Hana Afifi, Lundi, 11 mai 2015

Inquiets du rapprochement entre Washington et Téhéran, les monarchies du Golfe cherchent à consolider leurs relations avec d'autres puissances occidentales.

A la recherche d’un nouvel équilibre
Le président français Hollande était l’invité d’honneur du sommet du Conseil de Coopération du Golfe (CCG), tenu le 5 mai à Riyad. (Photo : AP)

Jamais le Conseil de Coopération du Golfe (CCG) n’avait invité un président occidental à prendre part à ses réunions. C’était vrai jusqu’au 4 mai, quand le président français, François Hollande, a assisté au sommet extraordinaire du CCG. Cette invitation n’est qu’une dernière d’une série de gestes de rapprochement entre les monarchies du Golfe et des puissances occidentales autres que les Etats-Unis. « Les pays du Golfe voient d’un mauvais oeil le rapprochement américano-iranien », dit Ahmed Abd-Rabo, professeur de politiques comparées à l’Université américaine du Caire.
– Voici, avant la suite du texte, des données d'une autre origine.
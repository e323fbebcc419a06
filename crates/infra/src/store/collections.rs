use std::collections::BTreeMap;

use chrono::{DateTime, Utc};
use serde::{Deserialize, Serialize};

use tillbook_catalog::{Category, Product};
use tillbook_core::{CategoryId, DomainError, Entity, InvoiceId, ProductId};
use tillbook_invoicing::{Invoice, StockDelta};

use super::StoreError;

fn insert_by_id<E>(map: &mut BTreeMap<E::Id, E>, entity: E)
where
    E: Entity,
    E::Id: Ord,
{
    map.insert(entity.id().clone(), entity);
}

/// Serialized shape of the whole database.
#[derive(Debug, Clone, Default, PartialEq, Eq, Serialize, Deserialize)]
pub struct Document {
    #[serde(default)]
    pub products: Vec<Product>,
    #[serde(default)]
    pub categories: Vec<Category>,
    #[serde(default)]
    pub invoices: Vec<Invoice>,
}

/// In-process collections plus the constraints a document database would
/// enforce: unique product and category names, unique invoice numbers, and
/// conditional stock updates.
///
/// Keyed by UUIDv7 ids, so iteration follows creation order.
#[derive(Debug, Clone, Default)]
pub struct Collections {
    products: BTreeMap<ProductId, Product>,
    categories: BTreeMap<CategoryId, Category>,
    invoices: BTreeMap<InvoiceId, Invoice>,
}

impl Collections {
    pub fn new() -> Self {
        Self::default()
    }

    // --- products ---

    pub fn product(&self, id: ProductId) -> Option<&Product> {
        self.products.get(&id)
    }

    pub fn product_by_name(&self, name: &str) -> Option<&Product> {
        self.products.values().find(|p| p.name() == name)
    }

    pub fn products(&self) -> impl Iterator<Item = &Product> {
        self.products.values()
    }

    pub fn upsert_product(&mut self, product: Product) -> Result<(), StoreError> {
        let id = product.id_typed();
        if let Some(other) = self.product_by_name(product.name()) {
            if other.id_typed() != id {
                return Err(DomainError::conflict(format!(
                    "product name \"{}\" already exists",
                    product.name()
                ))
                .into());
            }
        }
        insert_by_id(&mut self.products, product);
        Ok(())
    }

    pub fn remove_product(&mut self, id: ProductId) -> Option<Product> {
        self.products.remove(&id)
    }

    fn product_by_name_mut(&mut self, name: &str) -> Result<&mut Product, StoreError> {
        self.products
            .values_mut()
            .find(|p| p.name() == name)
            .ok_or_else(|| DomainError::not_found(format!("product {name}")).into())
    }

    pub fn adjust_quantity(
        &mut self,
        name: &str,
        delta: i64,
        now: DateTime<Utc>,
    ) -> Result<Product, StoreError> {
        let product = self.product_by_name_mut(name)?;
        product.apply_adjustment(delta, now)?;
        Ok(product.clone())
    }

    /// Validate every delta against current stock, then apply them all.
    ///
    /// Deltas for the same product are summed before validation, so a batch
    /// cannot pass by splitting one product's demand across entries.
    pub fn adjust_quantities(
        &mut self,
        deltas: &[StockDelta],
        now: DateTime<Utc>,
    ) -> Result<Vec<Product>, StoreError> {
        let mut staged: Vec<Product> = Vec::new();
        for delta in deltas {
            let index = match staged.iter().position(|p| p.name() == delta.product_name) {
                Some(i) => i,
                None => {
                    let current = self.product_by_name_mut(&delta.product_name)?.clone();
                    staged.push(current);
                    staged.len() - 1
                }
            };
            staged[index].apply_adjustment(delta.delta, now)?;
        }

        for product in &staged {
            insert_by_id(&mut self.products, product.clone());
        }
        Ok(staged)
    }

    // --- categories ---

    pub fn category(&self, id: CategoryId) -> Option<&Category> {
        self.categories.get(&id)
    }

    pub fn category_by_name(&self, name: &str) -> Option<&Category> {
        self.categories.values().find(|c| c.name() == name)
    }

    pub fn categories(&self) -> impl Iterator<Item = &Category> {
        self.categories.values()
    }

    pub fn upsert_category(&mut self, category: Category) -> Result<(), StoreError> {
        let id = category.id_typed();
        if let Some(other) = self.category_by_name(category.name()) {
            if other.id_typed() != id {
                return Err(DomainError::conflict("category already exists").into());
            }
        }
        insert_by_id(&mut self.categories, category);
        Ok(())
    }

    pub fn remove_category(&mut self, id: CategoryId) -> Option<Category> {
        self.categories.remove(&id)
    }

    // --- invoices ---

    pub fn invoice(&self, id: InvoiceId) -> Option<&Invoice> {
        self.invoices.get(&id)
    }

    pub fn invoices_by_number(&self) -> Vec<Invoice> {
        let mut out: Vec<Invoice> = self.invoices.values().cloned().collect();
        out.sort_by_key(|i| i.invoice_number());
        out
    }

    pub fn max_invoice_number(&self) -> Option<u64> {
        self.invoices.values().map(|i| i.invoice_number()).max()
    }

    pub fn save_invoice(&mut self, invoice: Invoice) -> Result<(), StoreError> {
        let id = invoice.id_typed();
        let number = invoice.invoice_number();
        if self
            .invoices
            .values()
            .any(|other| other.invoice_number() == number && other.id_typed() != id)
        {
            return Err(StoreError::DuplicateInvoiceNumber(number));
        }
        insert_by_id(&mut self.invoices, invoice);
        Ok(())
    }

    pub fn remove_invoice(&mut self, id: InvoiceId) -> Option<Invoice> {
        self.invoices.remove(&id)
    }

    // --- document conversion ---

    pub fn to_document(&self) -> Document {
        Document {
            products: self.products.values().cloned().collect(),
            categories: self.categories.values().cloned().collect(),
            invoices: self.invoices_by_number(),
        }
    }

    /// Rebuild collections from a document, re-checking the uniqueness and
    /// invoice invariants a hand-edited file could break.
    pub fn from_document(document: Document) -> Result<Self, StoreError> {
        let mut collections = Self::new();
        for product in document.products {
            if product.quantity() < 0 {
                return Err(DomainError::invariant(format!(
                    "product {} has negative stock",
                    product.name()
                ))
                .into());
            }
            collections.upsert_product(product)?;
        }
        for category in document.categories {
            collections.upsert_category(category)?;
        }
        for invoice in document.invoices {
            invoice.check_invariants()?;
            collections.save_invoice(invoice)?;
        }
        Ok(collections)
    }
}

#[cfg(test)]
mod tests {
    use super::*;
    use tillbook_catalog::NewProduct;
    use tillbook_invoicing::{Customer, InvoiceDraft, InvoiceLineItem};

    fn product(name: &str, quantity: i64) -> Product {
        Product::create(
            ProductId::new(),
            NewProduct {
                name: name.to_string(),
                company: "Acme".to_string(),
                category: "General".to_string(),
                quantity,
                price: 5,
                actual_price: 3,
            },
            Utc::now(),
        )
        .unwrap()
    }

    fn invoice(number: u64) -> Invoice {
        InvoiceDraft::new(
            Customer::default(),
            vec![InvoiceLineItem::priced("Pen", 1, 5, "Acme").unwrap()],
            5,
        )
        .unwrap()
        .assign(InvoiceId::new(), number, Utc::now())
    }

    #[test]
    fn duplicate_product_name_is_a_conflict() {
        let mut c = Collections::new();
        c.upsert_product(product("Pen", 1)).unwrap();
        let err = c.upsert_product(product("Pen", 2)).unwrap_err();
        match err {
            StoreError::Rejected(DomainError::Conflict(msg)) => {
                assert_eq!(msg, "product name \"Pen\" already exists")
            }
            other => panic!("expected conflict, got {other:?}"),
        }
    }

    #[test]
    fn conditional_adjust_rejects_negative_result() {
        let mut c = Collections::new();
        c.upsert_product(product("Pen", 2)).unwrap();
        let err = c.adjust_quantity("Pen", -3, Utc::now()).unwrap_err();
        assert!(matches!(
            err,
            StoreError::Rejected(DomainError::InsufficientStock { available: 2, requested: 3, .. })
        ));
        assert_eq!(c.product_by_name("Pen").unwrap().quantity(), 2);
    }

    #[test]
    fn batch_adjust_is_all_or_nothing() {
        let mut c = Collections::new();
        c.upsert_product(product("Pen", 5)).unwrap();
        c.upsert_product(product("Ink", 1)).unwrap();

        let err = c
            .adjust_quantities(
                &[StockDelta::new("Pen", -2), StockDelta::new("Ink", -2)],
                Utc::now(),
            )
            .unwrap_err();
        assert!(matches!(err, StoreError::Rejected(DomainError::InsufficientStock { .. })));
        assert_eq!(c.product_by_name("Pen").unwrap().quantity(), 5);
        assert_eq!(c.product_by_name("Ink").unwrap().quantity(), 1);

        let updated = c
            .adjust_quantities(
                &[StockDelta::new("Pen", -2), StockDelta::new("Ink", -1)],
                Utc::now(),
            )
            .unwrap();
        assert_eq!(updated.len(), 2);
        assert_eq!(c.product_by_name("Pen").unwrap().quantity(), 3);
        assert_eq!(c.product_by_name("Ink").unwrap().quantity(), 0);
    }

    #[test]
    fn batch_adjust_sums_split_demand() {
        let mut c = Collections::new();
        c.upsert_product(product("Pen", 3)).unwrap();
        let err = c
            .adjust_quantities(
                &[StockDelta::new("Pen", -2), StockDelta::new("Pen", -2)],
                Utc::now(),
            )
            .unwrap_err();
        assert!(matches!(err, StoreError::Rejected(DomainError::InsufficientStock { .. })));
        assert_eq!(c.product_by_name("Pen").unwrap().quantity(), 3);
    }

    #[test]
    fn invoice_numbers_are_unique() {
        let mut c = Collections::new();
        c.save_invoice(invoice(1)).unwrap();
        let err = c.save_invoice(invoice(1)).unwrap_err();
        assert!(matches!(err, StoreError::DuplicateInvoiceNumber(1)));
        assert_eq!(c.max_invoice_number(), Some(1));
    }

    #[test]
    fn document_conversion_preserves_records() {
        let mut c = Collections::new();
        c.upsert_product(product("Pen", 3)).unwrap();
        c.upsert_category(Category::create(CategoryId::new(), "General", Utc::now()).unwrap())
            .unwrap();
        c.save_invoice(invoice(2)).unwrap();
        c.save_invoice(invoice(1)).unwrap();

        let document = c.to_document();
        assert_eq!(
            document
                .invoices
                .iter()
                .map(|i| i.invoice_number())
                .collect::<Vec<_>>(),
            vec![1, 2]
        );

        let restored = Collections::from_document(document.clone()).unwrap();
        assert_eq!(restored.to_document(), document);
    }

    mod proptest_tests {
        use super::*;
        use proptest::prelude::*;

        proptest! {
            #[test]
            fn stock_matches_accepted_adjustments(
                initial in 0i64..50,
                deltas in prop::collection::vec(-20i64..20, 0..40)
            ) {
                let mut c = Collections::new();
                c.upsert_product(product("Pen", initial)).unwrap();

                let mut expected = initial;
                for delta in deltas {
                    match c.adjust_quantity("Pen", delta, Utc::now()) {
                        Ok(p) => {
                            expected += delta;
                            prop_assert_eq!(p.quantity(), expected);
                        }
                        Err(_) => prop_assert!(expected + delta < 0),
                    }
                }
                prop_assert!(c.product_by_name("Pen").unwrap().quantity() >= 0);
                prop_assert_eq!(c.product_by_name("Pen").unwrap().quantity(), expected);
            }
        }
    }
}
S’agit-il d’une nouvelle alliance au détriment des relations avec les Etats-Unis ? Les analystes répondent par la négative. Les pays du Golfe, surtout l’Arabie saoudite, le Qatar et Bahreïn, cherchent à s’allier avec d’autres grandes forces, mais les Etats-Unis restent leur allié numéro un, estiment-ils.

Selon Yousri Azabawi, spécialiste des affaires du Golfe au Centre des Etudes Politiques et Stratégiques (CEPS) d’Al-Ahram, les pays du Golfe essaient de diversifier leurs relations avec les grandes puissances pour éviter d’être trop dépendants des Etats-Unis, mais Washington restera leur allié numéro un. Azabawi explique que les monarchies du Golfe s’inquiètent du rapprochement entre les Etats-Unis et l’Iran, qu’elles perçoivent comme menace majeure à leur sécurité nationale. D’autant plus qu’il s’opère sans aucune coordination avec eux.

L’Iran et les pays 5+1 sont parvenus à un accord préliminaire le 2 avril dernier, et les Etats-Unis poussent vers un accord final avec l’Iran concernant son dossier nucléaire.

Les pays du Golfe ont, depuis, cherché un terrain d’entente avec la France qui adopte une position plus ferme à l’égard de l’Iran. En effet, la France insiste sur un texte qui permet de vérifier le respect par l’Iran de ses engagements. Paris avait refusé une version précédente de l’accord préliminaire. Cela dit, les pays du Golfe « ne peuvent jamais abandonner les Etats-Unis », insiste Abd-Rabo. Il rappelle que le centre de commandement de la cinquième flotte américaine dans l’océan Indien est basée à Bahreïn depuis 1995, que des troupes américaines sont stationnées en Arabie saoudite, et que le Qatar accueille sur son sol la plus grande base américaine avec 10 000 hommes. « Tous les dirigeants du Golfe coopèrent étroitement avec les services de renseignements américains afin de protéger leurs régimes contre toute opposition interne », dit Abd-Rabo.

L’abandon des Etats-Unis n’est donc pas envisageable. N’empêche que d’autres forces occidentales, notamment la France et le Royaume-Uni, peuvent entrer en jeu de façon plus significative dans le Golfe.

Azabawi explique que des tentatives de rapprochement avec des puissances non occidentales comme la Russie et la Chine n’ont pas abouti : Moscou n’était pas chaude à l’imposition d’un embargo sur les armes aux Houthis du Yémen, en guerre contre l’Arabie saoudite, alors que la Chine est en bons termes avec l’Iran et soutient le régime syrien d’Al-Assad. Les monarchies du Golfe ont ainsi opté pour le Royaume-Uni et la France, deux pays aux positions proches quant aux enjeux régionaux. Le président français, François Hollande, a critiqué la politique iranienne en Syrie, au Yémen et au Liban, et la France est le négociateur le plus intransigeant avec l’Iran. La France et le Royaume-Uni veulent aussi une transition en Syrie qui exclut le président Al-Assad, alors que les Etats-Unis seraient prêts à l’inclure dans les négociations.

Le rapprochement avec Paris et Londres se concrétise dans le domaine des investissements, mais surtout de la coopération militaire. Le 4 mai, le Qatar a signé avec la France un contrat de 7 milliards de dollars pour l’acquisition de 24 avions de combat Rafale. Le 5 mai, à l’occasion de la visite à Riyad du ministre français des Affaires étrangères, Laurent Fabius, Paris et Riyad ont discuté d’une vingtaine de projets économiques de plusieurs dizaines de milliards d’euros dans le domaine de l’armement et de l’énergie. Aussi, le Royaume-Uni a signé un accord avec Bahreïn en décembre 2014 pour installer une base navale permanente dans ce pays du Golfe.